Copy each line below in which the string "second" appears.

=== Extracted information ===

/// Read the `encoding` pseudo-attribute of an ASCII compatible XML declaration.
fn declared_encoding(bytes: &[u8]) -> Option<&str> {
    let rest = bytes.strip_prefix(b"<?xml")?;
    let end = rest.windows(2).position(|w| w == b"?>")?;
    let decl = std::str::from_utf8(&rest[..end]).ok()?;
    let (_, value) = decl.split_once("encoding")?;
    let value = value.trim_start().strip_prefix('=')?.trim_start();
    let quote = value.chars().next().filter(|&c| c == '"' || c == '\'')?;
    let value = &value[1..];
    value.find(quote).map(|len| &value[..len])
}

/// Replace literal whitespace of an attribute value with spaces.
///
/// 3.3.3 Attribute-Value Normalization: character references are not affected.
fn normalize_attribute_value(raw: &str) -> Cow<'_, str> {
    if raw.contains(['\t', '\n', '\r']) {
        Cow::Owned(raw.replace(['\t', '\n', '\r'], " "))
    } else {
        Cow::Borrowed(raw)
    }
}

struct TreeBuilder<'a> {
    options: &'a ParserOptions,
    doc: DocumentRef,
    stack: Vec<ElementRef>,
    /// Namespace declarations of each open element.
    scopes: Vec<Vec<(Option<String>, String)>>,
    /// Replacement text of internal general entities.
    entities: HashMap<String, String>,
}
use std::{cell::RefCell, rc::Rc};

use super::{
    DOMException, NodeType, check_no_modification_allowed_err,
    document::{DocumentRef, DocumentWeakRef},
    entity::EntityDecl,
    node::{Node, NodeConnection, NodeRef, NodeWeakRef},
};

/// Implementation of [DocumentType](https://www.w3.org/TR/2004/REC-DOM-Level-3-Core-20040407/DOM3-Core.html#core-ID-412266927)
/// interface on [1.5 Extended Interfaces: XML Module](https://www.w3.org/TR/2004/REC-DOM-Level-3-Core-20040407/DOM3-Core.html#core-ID-E067D597)
pub struct DocumentType {
    parent_node: Option<NodeWeakRef>,
    owner_document: DocumentWeakRef,

    /// Implementation of `name` attribute.
    name: Rc<str>,
    /// Implementation of `publicId` attribute.
    public_id: Option<Rc<str>>,
    /// Implementation of `systemId` attribute.
    system_id: Option<Rc<str>>,
    /// Implementation of `internalSubset` attribute.
    internal_subset: Option<Rc<str>>,
    /// General entities declared in the internal and external subsets, in declaration order.
    entities: Vec<EntityDecl>,
}

/// Wrapper of `Rc<RefCell<DocumentType>>`.
#[derive(Clone)]
pub struct DocumentTypeRef(pub(super) Rc<RefCell<DocumentType>>);

impl DocumentTypeRef {
    pub(super) fn from_doc(
        doc: &DocumentRef,
        name: Rc<str>,
        public_id: Option<Rc<str>>,
        system_id: Option<Rc<str>>,
    ) -> Self {
        Self(Rc::new(RefCell::new(DocumentType {
            parent_node: None,
            owner_document: doc.downgrade(),
            name,
            public_id,
            system_id,
            internal_subset: None,
            entities: vec![],
        })))
    }

    /// Implementation of `name` attribute.
    ///
    /// # Specification
    /// ```text
    /// name of type DOMString, readonly
    ///     The name of DTD; i.e., the name immediately following the DOCTYPE keyword.
    /// ```
    pub fn name(&self) -> Rc<str> {
        self.0.borrow().name.clone()
    }

    /// Implementation of `publicId` attribute.
    pub fn public_id(&self) -> Option<Rc<str>> {
        self.0.borrow().public_id.clone()
    }

    /// Implementation of `systemId` attribute.
    pub fn system_id(&self) -> Option<Rc<str>> {
        self.0.borrow().system_id.clone()
    }

    /// Implementation of `internalSubset` attribute.
    ///
    /// # Specification
    /// ```text
    /// internalSubset of type DOMString, readonly
    ///     The internal subset as a string, or null if there is none.
    ///     This is does not contain the delimiting square brackets.
    /// ```
    pub fn internal_subset(&self) -> Option<Rc<str>> {
        self.0.borrow().internal_subset.clone()
    }

    pub fn set_internal_subset(&mut self, subset: Option<Rc<str>>) -> Result<(), DOMException> {
        check_no_modification_allowed_err(&*self)?;
        self.0.borrow_mut().internal_subset = subset;
        Ok(())
    }

    /// Snapshot of the declared general entities.
    pub fn entities(&self) -> Vec<EntityDecl> {
        self.0.borrow().entities.clone()
    }

    pub fn get_entity(&self, name: &str) -> Option<EntityDecl> {
        self.0
            .borrow()
            .entities
            .iter()
            .find(|ent| ent.name() == name)
            .cloned()
    }

    /// Add an entity declaration.
    ///
    /// As in XML, the first declaration of a name is binding,
    /// so a redeclaration is silently ignored and `Ok(false)` is returned.
    pub fn add_entity(&mut self, entity: EntityDecl) -> Result<bool, DOMException> {
        check_no_modification_allowed_err(&*self)?;
        let mut doctype = self.0.borrow_mut();
        if doctype.entities.iter().any(|ent| ent.name() == entity.name()) {
            return Ok(false);
        }
        doctype.entities.push(entity);
        Ok(true)
    }
}

impl Node for DocumentTypeRef {
    fn node_name(&self) -> Rc<str> {
        self.name()
    }

    fn node_type(&self) -> NodeType {
        NodeType::DocumentType
    }

    fn parent_node(&self) -> Option<NodeRef> {
        self.0
            .borrow()
            .parent_node
            .as_ref()
            .and_then(|par| par.upgrade())
    }

    fn owner_document(&self) -> Option<DocumentRef> {
        self.0.borrow().owner_document.upgrade()
    }

    fn text_content(&self) -> Option<String> {
        None
    }

    fn is_same_node(&self, other: &NodeRef) -> bool {
        matches!(other, NodeRef::DocumentType(other) if Rc::ptr_eq(&self.0, &other.0))
    }
}

impl NodeConnection for DocumentTypeRef {
    fn set_parent_node(&mut self, new_parent: Option<NodeRef>) -> Option<NodeRef> {
        let new_parent = new_parent.and_then(|par| par.downgrade());
        std::mem::replace(&mut self.0.borrow_mut().parent_node, new_parent)
            .and_then(|old| old.upgrade())
    }
}
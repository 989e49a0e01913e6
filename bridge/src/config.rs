use serde::Deserialize;
use thiserror::Error;
use url::Url;

#[derive(Error, Debug)]
pub enum ValidationError {
    #[error("Port cannot be 0")]
    InvalidPort,

    #[error("Warm-up application name cannot be empty")]
    EmptyApplication,
}

/// Network listener configuration
#[derive(Clone, Debug, Deserialize, PartialEq)]
pub struct Listener {
    /// Host address to bind to (e.g., "0.0.0.0" or "127.0.0.1")
    pub host: String,
    /// Port number to listen on
    pub port: u16,
}

impl Listener {
    pub fn validate(&self) -> Result<(), ValidationError> {
        if self.port == 0 {
            return Err(ValidationError::InvalidPort);
        }
        Ok(())
    }
}

/// Config backend holding the published per-application metadata documents
#[derive(Clone, Debug, Deserialize, PartialEq)]
pub struct MetadataStoreConfig {
    /// Base URL; documents live under `<url>/<application>`
    ///
    /// Note: Uses the `url::Url` type so invalid URLs are rejected during
    /// config deserialization.
    pub url: Url,
}

/// Bridge configuration
#[derive(Clone, Debug, Deserialize, PartialEq)]
pub struct Config {
    /// Main listener for incoming requests
    pub listener: Listener,
    /// Admin listener for health and readiness endpoints
    pub admin_listener: Listener,
    /// Config backend to fetch published metadata from
    pub metadata_store: MetadataStoreConfig,
    /// Applications whose tables are populated at startup instead of on the
    /// first request that names them
    #[serde(default)]
    pub warm_up: Vec<String>,
}

impl Config {
    pub fn validate(&self) -> Result<(), ValidationError> {
        self.listener.validate()?;
        self.admin_listener.validate()?;

        for application in &self.warm_up {
            if application.is_empty() {
                return Err(ValidationError::EmptyApplication);
            }
        }

        Ok(())
    }
}
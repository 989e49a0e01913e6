use crate::matcher::{RequestMatcher, RequestView};
use crate::metrics_defs::{MATCH_EXACT, MATCH_FUZZY, MATCH_MISS};
use crate::request::RequestMetadata;
use crate::service::ResolvedEndpoint;
use crate::store::{MetadataStore, StoreError};
use indexmap::IndexMap;
use parking_lot::RwLock;
use shared::counter;
use std::collections::HashMap;
use std::sync::Arc;

type EndpointTable = IndexMap<RequestMatcher, Arc<ResolvedEndpoint>>;

/// Per-application tables from registered operation matchers to the service
/// methods that implement them.
///
/// A table is populated once per application from the metadata published to
/// the config backend and is never refreshed in place: re-initializing a
/// known application is a no-op, so picking up new metadata requires a
/// process restart. Resolution is two-phase: an O(1) structural lookup
/// covers callers holding canonical metadata, and an ordered fuzzy scan
/// covers live traffic whose params and headers are supersets of the
/// declared constraints. The scan visits entries in insertion order and the
/// first accepting matcher wins, so outcomes are stable across runs for the
/// same published input.
pub struct MetadataRepository {
    store: Arc<dyn MetadataStore>,
    tables: RwLock<HashMap<String, Arc<EndpointTable>>>,
}

impl MetadataRepository {
    pub fn new(store: Arc<dyn MetadataStore>) -> Self {
        MetadataRepository {
            store,
            tables: RwLock::new(HashMap::new()),
        }
    }

    /// Fetch and index the application's published metadata.
    ///
    /// Idempotent: only the first call for an application fetches; later
    /// calls return immediately. An application that published nothing is
    /// not an error (a pure-RPC deployment with no REST surface is normal):
    /// it is logged and left without a table entry, so a later call fetches
    /// again. Fetch failures propagate and likewise commit nothing.
    pub async fn initialize(&self, application: &str) -> Result<(), StoreError> {
        if self.tables.read().contains_key(application) {
            return Ok(());
        }

        let services = self.store.get_service_rest_metadata(application).await?;

        if services.is_empty() {
            tracing::warn!(application, "application does not expose REST metadata");
            return Ok(());
        }

        let mut table = EndpointTable::new();
        for service in services {
            let service = Arc::new(service);
            for operation in &service.meta {
                let matcher = RequestMatcher::new(operation.request.clone());
                let endpoint = Arc::new(ResolvedEndpoint {
                    service: Arc::clone(&service),
                    method: operation.clone(),
                });
                table.insert(matcher, endpoint);
            }
        }

        // First fully-built table wins if two initializers raced; readers
        // only ever observe complete tables.
        self.tables
            .write()
            .entry(application.to_string())
            .or_insert_with(|| Arc::new(table));

        Ok(())
    }

    /// Whether the application already has a committed table.
    pub fn is_initialized(&self, application: &str) -> bool {
        self.tables.read().contains_key(application)
    }

    /// Resolve a request against an application's table. Never fetches: an
    /// application that was not initialized resolves to `None`.
    pub fn get(
        &self,
        application: &str,
        request: &RequestMetadata,
    ) -> Option<Arc<ResolvedEndpoint>> {
        let table = self.tables.read().get(application).cloned()?;

        let probe = RequestMatcher::new(request.clone());
        if let Some(endpoint) = table.get(&probe) {
            counter!(MATCH_EXACT).increment(1);
            return Some(Arc::clone(endpoint));
        }

        let view = RequestView::from(request);
        for (matcher, endpoint) in table.iter() {
            if matcher.matches(&view) {
                counter!(MATCH_FUZZY).increment(1);
                tracing::debug!(
                    application,
                    path = %request.path,
                    pattern = %matcher.metadata().path,
                    "resolved by fuzzy scan"
                );
                return Some(Arc::clone(endpoint));
            }
        }

        counter!(MATCH_MISS).increment(1);
        None
    }
}

#[cfg(test)]
mod tests {
    use super::*;
    use crate::request::HttpMethod;
    use crate::service::{MethodMetadata, RestMethodMetadata, ServiceRestMetadata};
    use crate::store::InMemoryMetadataStore;

    fn operation(method_name: &str, request: RequestMetadata) -> RestMethodMetadata {
        RestMethodMetadata {
            method: MethodMetadata::named(method_name),
            request,
        }
    }

    fn order_service() -> ServiceRestMetadata {
        ServiceRestMetadata::new("com.example.OrderService")
            .with_operation(operation(
                "getOrder",
                RequestMetadata::new(HttpMethod::Get, "/orders/{id}"),
            ))
            .with_operation(operation(
                "listOrders",
                RequestMetadata::new(HttpMethod::Get, "/orders"),
            ))
    }

    async fn repository_with(
        application: &str,
        services: Vec<ServiceRestMetadata>,
    ) -> (MetadataRepository, Arc<InMemoryMetadataStore>) {
        let store = Arc::new(InMemoryMetadataStore::new());
        store
            .publish_service_rest_metadata(application, &services)
            .await
            .unwrap();
        (MetadataRepository::new(store.clone()), store)
    }

    #[tokio::test]
    async fn uninitialized_application_never_resolves() {
        let (repository, store) = repository_with("orders-app", vec![order_service()]).await;

        let request = RequestMetadata::new(HttpMethod::Get, "/orders/42");
        assert!(repository.get("orders-app", &request).is_none());
        // get never reaches for the store on its own
        assert_eq!(store.fetch_count(), 0);
    }

    #[tokio::test]
    async fn initialize_is_idempotent() {
        let (repository, store) = repository_with("orders-app", vec![order_service()]).await;

        repository.initialize("orders-app").await.unwrap();
        repository.initialize("orders-app").await.unwrap();

        assert_eq!(store.fetch_count(), 1);
        let request = RequestMetadata::new(HttpMethod::Get, "/orders");
        assert!(repository.get("orders-app", &request).is_some());
    }

    #[tokio::test]
    async fn empty_fetch_commits_nothing_and_retries() {
        let store = Arc::new(InMemoryMetadataStore::new());
        let repository = MetadataRepository::new(store.clone());

        repository.initialize("silent-app").await.unwrap();
        assert!(!repository.is_initialized("silent-app"));

        // A later publication becomes visible because no key was committed.
        store
            .publish_service_rest_metadata("silent-app", &[order_service()])
            .await
            .unwrap();
        repository.initialize("silent-app").await.unwrap();

        assert_eq!(store.fetch_count(), 2);
        assert!(repository.is_initialized("silent-app"));
    }

    #[tokio::test]
    async fn resolves_path_variables_through_the_fuzzy_scan() {
        let (repository, _store) = repository_with("orders-app", vec![order_service()]).await;
        repository.initialize("orders-app").await.unwrap();

        let request = RequestMetadata::new(HttpMethod::Get, "/orders/42");
        let endpoint = repository.get("orders-app", &request).unwrap();

        assert_eq!(endpoint.method.method.name, "getOrder");
        assert_eq!(endpoint.service.name, "com.example.OrderService");
    }

    #[tokio::test]
    async fn exact_match_wins_over_earlier_fuzzy_entry() {
        // Sorted by method name, the template entry lands first in the table.
        let service = ServiceRestMetadata::new("svc")
            .with_operation(operation(
                "getOrderById",
                RequestMetadata::new(HttpMethod::Get, "/orders/{id}"),
            ))
            .with_operation(operation(
                "getOrderFortyTwo",
                RequestMetadata::new(HttpMethod::Get, "/orders/42"),
            ));
        let (repository, _store) = repository_with("orders-app", vec![service]).await;
        repository.initialize("orders-app").await.unwrap();

        let request = RequestMetadata::new(HttpMethod::Get, "/orders/42");
        let endpoint = repository.get("orders-app", &request).unwrap();

        assert_eq!(endpoint.method.method.name, "getOrderFortyTwo");
    }

    #[tokio::test]
    async fn fuzzy_ties_resolve_to_the_first_inserted() {
        // Two services whose templates both accept GET /orders/7/items; the
        // store's document order decides which one the scan reaches first.
        let first = ServiceRestMetadata::new("first").with_operation(operation(
            "listItems",
            RequestMetadata::new(HttpMethod::Get, "/orders/{id}/items"),
        ));
        let second = ServiceRestMetadata::new("second").with_operation(operation(
            "getSection",
            RequestMetadata::new(HttpMethod::Get, "/orders/{id}/{section}"),
        ));
        let (repository, _store) =
            repository_with("orders-app", vec![first, second]).await;
        repository.initialize("orders-app").await.unwrap();

        let request = RequestMetadata::new(HttpMethod::Get, "/orders/7/items");
        let endpoint = repository.get("orders-app", &request).unwrap();

        assert_eq!(endpoint.service.name, "first");
        assert_eq!(endpoint.method.method.name, "listItems");
    }

    #[tokio::test]
    async fn applications_are_isolated() {
        let store = Arc::new(InMemoryMetadataStore::new());
        store
            .publish_service_rest_metadata("app-a", &[order_service()])
            .await
            .unwrap();
        let billing = ServiceRestMetadata::new("com.example.BillingService").with_operation(
            operation(
                "getInvoice",
                RequestMetadata::new(HttpMethod::Get, "/invoices/{id}"),
            ),
        );
        store
            .publish_service_rest_metadata("app-b", &[billing])
            .await
            .unwrap();

        let repository = MetadataRepository::new(store);
        repository.initialize("app-a").await.unwrap();
        repository.initialize("app-b").await.unwrap();

        let invoice = RequestMetadata::new(HttpMethod::Get, "/invoices/9");
        assert!(repository.get("app-a", &invoice).is_none());
        assert!(repository.get("app-b", &invoice).is_some());
    }

    #[tokio::test]
    async fn concurrent_reads_survive_initialization_of_other_applications() {
        let store = Arc::new(InMemoryMetadataStore::new());
        store
            .publish_service_rest_metadata("app-a", &[order_service()])
            .await
            .unwrap();
        store
            .publish_service_rest_metadata("app-b", &[order_service()])
            .await
            .unwrap();

        let repository = Arc::new(MetadataRepository::new(store));
        repository.initialize("app-a").await.unwrap();

        let mut tasks = Vec::new();
        for _ in 0..8 {
            let repository = Arc::clone(&repository);
            tasks.push(tokio::spawn(async move {
                for _ in 0..100 {
                    let request = RequestMetadata::new(HttpMethod::Get, "/orders/42");
                    assert!(repository.get("app-a", &request).is_some());
                }
            }));
        }
        let initializer = {
            let repository = Arc::clone(&repository);
            tokio::spawn(async move { repository.initialize("app-b").await })
        };

        for task in tasks {
            task.await.unwrap();
        }
        initializer.await.unwrap().unwrap();
        assert!(repository.is_initialized("app-b"));
    }

    #[tokio::test]
    async fn racing_initializers_leave_a_usable_table() {
        let store = Arc::new(InMemoryMetadataStore::new());
        store
            .publish_service_rest_metadata("orders-app", &[order_service()])
            .await
            .unwrap();

        let repository = Arc::new(MetadataRepository::new(store));
        let mut racers = Vec::new();
        for _ in 0..4 {
            let repository = Arc::clone(&repository);
            racers.push(tokio::spawn(
                async move { repository.initialize("orders-app").await },
            ));
        }
        for racer in racers {
            racer.await.unwrap().unwrap();
        }

        let request = RequestMetadata::new(HttpMethod::Get, "/orders/42");
        assert!(repository.get("orders-app", &request).is_some());
    }
}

===

The completed task |
        let second = ServiceRestMetadata::new("second").with_operation(operation(
            repository_with("orders-app", vec![first, second]).await;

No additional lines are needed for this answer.